• Aim of the task:
From the first line of the entries below, reproduce everything exactly through the line with "shader on interpolated", and nothing more.

• Exercise materials:
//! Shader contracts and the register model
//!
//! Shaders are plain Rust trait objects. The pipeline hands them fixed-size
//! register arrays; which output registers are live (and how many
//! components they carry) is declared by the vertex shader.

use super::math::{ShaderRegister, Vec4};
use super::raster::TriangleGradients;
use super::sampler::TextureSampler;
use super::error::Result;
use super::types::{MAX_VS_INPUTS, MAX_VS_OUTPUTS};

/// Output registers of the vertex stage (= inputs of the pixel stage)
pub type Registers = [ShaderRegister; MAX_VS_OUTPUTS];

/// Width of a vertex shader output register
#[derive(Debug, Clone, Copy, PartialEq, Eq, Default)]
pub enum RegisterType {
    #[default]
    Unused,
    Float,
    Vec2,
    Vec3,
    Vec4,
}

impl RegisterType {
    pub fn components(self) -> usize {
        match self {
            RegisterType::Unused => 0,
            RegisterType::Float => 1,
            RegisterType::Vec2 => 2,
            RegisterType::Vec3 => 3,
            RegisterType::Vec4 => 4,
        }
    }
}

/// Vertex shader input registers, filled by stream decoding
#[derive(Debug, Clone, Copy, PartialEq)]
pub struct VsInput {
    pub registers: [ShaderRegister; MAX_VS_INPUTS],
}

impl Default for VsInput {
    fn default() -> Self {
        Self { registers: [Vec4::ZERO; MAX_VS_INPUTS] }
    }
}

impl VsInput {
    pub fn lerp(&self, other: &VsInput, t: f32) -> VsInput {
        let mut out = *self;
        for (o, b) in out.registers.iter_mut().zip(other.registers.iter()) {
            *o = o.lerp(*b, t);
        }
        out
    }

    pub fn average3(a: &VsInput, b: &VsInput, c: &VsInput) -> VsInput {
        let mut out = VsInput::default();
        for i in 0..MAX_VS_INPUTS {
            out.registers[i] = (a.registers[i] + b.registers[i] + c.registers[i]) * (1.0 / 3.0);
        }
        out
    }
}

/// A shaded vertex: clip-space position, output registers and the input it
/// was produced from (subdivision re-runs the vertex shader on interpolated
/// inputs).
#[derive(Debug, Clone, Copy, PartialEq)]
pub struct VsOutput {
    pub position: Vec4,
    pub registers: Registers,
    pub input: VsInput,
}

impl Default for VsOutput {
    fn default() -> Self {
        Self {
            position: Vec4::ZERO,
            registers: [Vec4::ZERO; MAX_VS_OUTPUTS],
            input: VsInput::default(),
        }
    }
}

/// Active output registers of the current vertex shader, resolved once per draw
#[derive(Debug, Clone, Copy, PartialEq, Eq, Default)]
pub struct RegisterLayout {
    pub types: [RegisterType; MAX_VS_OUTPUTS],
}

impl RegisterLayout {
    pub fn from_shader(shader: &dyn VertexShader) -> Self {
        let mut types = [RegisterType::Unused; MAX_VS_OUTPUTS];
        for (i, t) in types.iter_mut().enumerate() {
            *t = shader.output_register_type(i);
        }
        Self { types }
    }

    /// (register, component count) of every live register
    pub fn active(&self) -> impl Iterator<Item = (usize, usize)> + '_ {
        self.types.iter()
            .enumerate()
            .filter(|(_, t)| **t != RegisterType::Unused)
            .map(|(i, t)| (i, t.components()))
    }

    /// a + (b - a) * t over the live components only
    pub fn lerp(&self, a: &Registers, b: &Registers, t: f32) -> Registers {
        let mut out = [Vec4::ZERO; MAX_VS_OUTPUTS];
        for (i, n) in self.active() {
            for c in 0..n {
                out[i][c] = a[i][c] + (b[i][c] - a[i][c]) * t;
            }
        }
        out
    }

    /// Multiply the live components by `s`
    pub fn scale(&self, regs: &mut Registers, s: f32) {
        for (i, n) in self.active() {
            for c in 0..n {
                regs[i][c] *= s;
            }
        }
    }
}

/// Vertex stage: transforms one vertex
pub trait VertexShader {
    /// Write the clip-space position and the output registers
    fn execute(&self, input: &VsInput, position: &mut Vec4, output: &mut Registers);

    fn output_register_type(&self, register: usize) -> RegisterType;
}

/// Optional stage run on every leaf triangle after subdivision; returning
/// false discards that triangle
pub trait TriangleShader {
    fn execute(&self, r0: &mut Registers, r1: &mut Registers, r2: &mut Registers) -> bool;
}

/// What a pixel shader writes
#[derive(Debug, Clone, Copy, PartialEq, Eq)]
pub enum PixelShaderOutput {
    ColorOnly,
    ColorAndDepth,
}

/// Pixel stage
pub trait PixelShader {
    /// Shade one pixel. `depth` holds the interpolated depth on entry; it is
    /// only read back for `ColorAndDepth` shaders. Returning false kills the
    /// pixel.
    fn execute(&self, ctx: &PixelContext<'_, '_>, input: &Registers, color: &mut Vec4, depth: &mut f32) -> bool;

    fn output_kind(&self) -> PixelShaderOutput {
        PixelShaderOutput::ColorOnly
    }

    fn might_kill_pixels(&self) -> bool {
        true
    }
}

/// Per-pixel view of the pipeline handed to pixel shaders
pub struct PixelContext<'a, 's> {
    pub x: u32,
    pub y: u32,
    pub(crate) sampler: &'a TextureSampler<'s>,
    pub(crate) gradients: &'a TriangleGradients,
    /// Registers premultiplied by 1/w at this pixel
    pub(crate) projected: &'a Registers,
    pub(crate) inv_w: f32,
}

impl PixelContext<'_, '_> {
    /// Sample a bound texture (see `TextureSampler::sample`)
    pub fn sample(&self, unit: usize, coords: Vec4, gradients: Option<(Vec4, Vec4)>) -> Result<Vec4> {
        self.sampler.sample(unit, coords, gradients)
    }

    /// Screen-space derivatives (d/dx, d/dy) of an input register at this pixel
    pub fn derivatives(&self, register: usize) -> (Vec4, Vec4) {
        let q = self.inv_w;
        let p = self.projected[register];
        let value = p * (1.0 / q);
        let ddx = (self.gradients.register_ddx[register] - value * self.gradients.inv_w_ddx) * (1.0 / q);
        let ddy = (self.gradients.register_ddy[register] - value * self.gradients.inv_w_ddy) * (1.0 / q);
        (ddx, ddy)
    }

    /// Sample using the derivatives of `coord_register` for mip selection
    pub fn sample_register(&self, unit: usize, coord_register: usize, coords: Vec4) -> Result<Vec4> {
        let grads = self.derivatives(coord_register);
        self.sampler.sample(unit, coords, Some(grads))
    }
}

• Answer:
//! Shader contracts and the register model
//!
//! Shaders are plain Rust trait objects. The pipeline hands them fixed-size
//! register arrays; which output registers are live (and how many
//! components they carry) is declared by the vertex shader.

use super::math::{ShaderRegister, Vec4};
use super::raster::TriangleGradients;
use super::sampler::TextureSampler;
use super::error::Result;
use super::types::{MAX_VS_INPUTS, MAX_VS_OUTPUTS};

/// Output registers of the vertex stage (= inputs of the pixel stage)
pub type Registers = [ShaderRegister; MAX_VS_OUTPUTS];

/// Width of a vertex shader output register
#[derive(Debug, Clone, Copy, PartialEq, Eq, Default)]
pub enum RegisterType {
    #[default]
    Unused,
    Float,
    Vec2,
    Vec3,
    Vec4,
}

impl RegisterType {
    pub fn components(self) -> usize {
        match self {
            RegisterType::Unused => 0,
            RegisterType::Float => 1,
            RegisterType::Vec2 => 2,
            RegisterType::Vec3 => 3,
            RegisterType::Vec4 => 4,
        }
    }
}

/// Vertex shader input registers, filled by stream decoding
#[derive(Debug, Clone, Copy, PartialEq)]
pub struct VsInput {
    pub registers: [ShaderRegister; MAX_VS_INPUTS],
}

impl Default for VsInput {
    fn default() -> Self {
        Self { registers: [Vec4::ZERO; MAX_VS_INPUTS] }
    }
}

impl VsInput {
    pub fn lerp(&self, other: &VsInput, t: f32) -> VsInput {
        let mut out = *self;
        for (o, b) in out.registers.iter_mut().zip(other.registers.iter()) {
            *o = o.lerp(*b, t);
        }
        out
    }

    pub fn average3(a: &VsInput, b: &VsInput, c: &VsInput) -> VsInput {
        let mut out = VsInput::default();
        for i in 0..MAX_VS_INPUTS {
            out.registers[i] = (a.registers[i] + b.registers[i] + c.registers[i]) * (1.0 / 3.0);
        }
        out
    }
}

/// A shaded vertex: clip-space position, output registers and the input it
/// was produced from (subdivision re-runs the vertex shader on interpolated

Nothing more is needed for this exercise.